//! Request fingerprint: deterministic hash of the semantically relevant inputs.

use serde::{Deserialize, Serialize};
use sha2::{Digest, Sha256};

use crate::id::SourceRef;
use crate::params::ClassificationParams;

/// Bumped whenever the canonical encoding changes, so old cache entries stop matching.
const FINGERPRINT_VERSION: &str = "bulklabel/v1";

/// Hex-encoded SHA-256 of `(source_ref, requested_count, normalized params)`.
#[derive(Debug, Clone, PartialEq, Eq, Hash, PartialOrd, Ord, Serialize, Deserialize)]
#[serde(transparent)]
pub struct Fingerprint(String);

#[derive(Serialize)]
struct CanonicalRequest<'a> {
    version: &'static str,
    source_ref: &'a str,
    requested_count: u64,
    params: ClassificationParams,
}

impl Fingerprint {
    pub fn compute(
        source_ref: &SourceRef,
        requested_count: u64,
        params: &ClassificationParams,
    ) -> Self {
        let canonical = CanonicalRequest {
            version: FINGERPRINT_VERSION,
            source_ref: source_ref.as_str().trim(),
            requested_count,
            params: params.normalized(),
        };
        // Serializing a plain struct of strings/ints cannot fail.
        let bytes = serde_json::to_vec(&canonical).unwrap_or_default();
        let mut hasher = Sha256::new();
        hasher.update(&bytes);
        Self(hex::encode(hasher.finalize()))
    }

    /// Wrap an already-computed fingerprint (e.g. loaded from storage).
    pub fn from_hex(hex: impl Into<String>) -> Self {
        Self(hex.into())
    }

    pub fn as_str(&self) -> &str {
        &self.0
    }

    /// Short prefix for log lines.
    pub fn short(&self) -> &str {
        self.0.get(..12).unwrap_or(&self.0)
    }
}

impl core::fmt::Display for Fingerprint {
    fn fmt(&self, f: &mut core::fmt::Formatter<'_>) -> core::fmt::Result {
        f.write_str(&self.0)
    }
}

#[cfg(test)]
mod tests {
    use super::*;
    use proptest::prelude::*;

    fn params() -> ClassificationParams {
        ClassificationParams::new("sentiment-v2").with_labels(["positive", "negative"])
    }

    #[test]
    fn same_inputs_same_fingerprint() {
        let a = Fingerprint::compute(&SourceRef::new("vid-1"), 250, &params());
        let b = Fingerprint::compute(&SourceRef::new("vid-1"), 250, &params());
        assert_eq!(a, b);
        assert_eq!(a.as_str().len(), 64);
    }

    #[test]
    fn label_order_does_not_matter() {
        let reordered = ClassificationParams::new("sentiment-v2").with_labels(["Negative", "positive"]);
        let a = Fingerprint::compute(&SourceRef::new("vid-1"), 250, &params());
        let b = Fingerprint::compute(&SourceRef::new("vid-1"), 250, &reordered);
        assert_eq!(a, b);
    }

    #[test]
    fn count_and_source_change_the_fingerprint() {
        let base = Fingerprint::compute(&SourceRef::new("vid-1"), 250, &params());
        assert_ne!(base, Fingerprint::compute(&SourceRef::new("vid-1"), 251, &params()));
        assert_ne!(base, Fingerprint::compute(&SourceRef::new("vid-2"), 250, &params()));
        assert_ne!(
            base,
            Fingerprint::compute(&SourceRef::new("vid-1"), 250, &ClassificationParams::new("other"))
        );
    }

    #[test]
    fn short_tolerates_non_ascii_and_short_input() {
        assert_eq!(Fingerprint::from_hex("abc").short(), "abc");
        assert_eq!(Fingerprint::from_hex("aéééééé").short(), "aéééééé");
        assert_eq!(Fingerprint::from_hex("0123456789abcdef").short(), "0123456789ab");
    }

    proptest! {
        #[test]
        fn fingerprint_is_deterministic(source in "[a-z0-9]{1,16}", count in 1u64..100_000) {
            let a = Fingerprint::compute(&SourceRef::new(source.clone()), count, &params());
            let b = Fingerprint::compute(&SourceRef::new(source), count, &params());
            prop_assert_eq!(a, b);
        }
    }
}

REQUIRED WORK = All lines in the records with the string "derive" should be copied out.

RESPONSE TO THIS TASK =
#[derive(Debug, Clone, PartialEq, Eq, Hash, PartialOrd, Ord, Serialize, Deserialize)]
#[derive(Serialize)]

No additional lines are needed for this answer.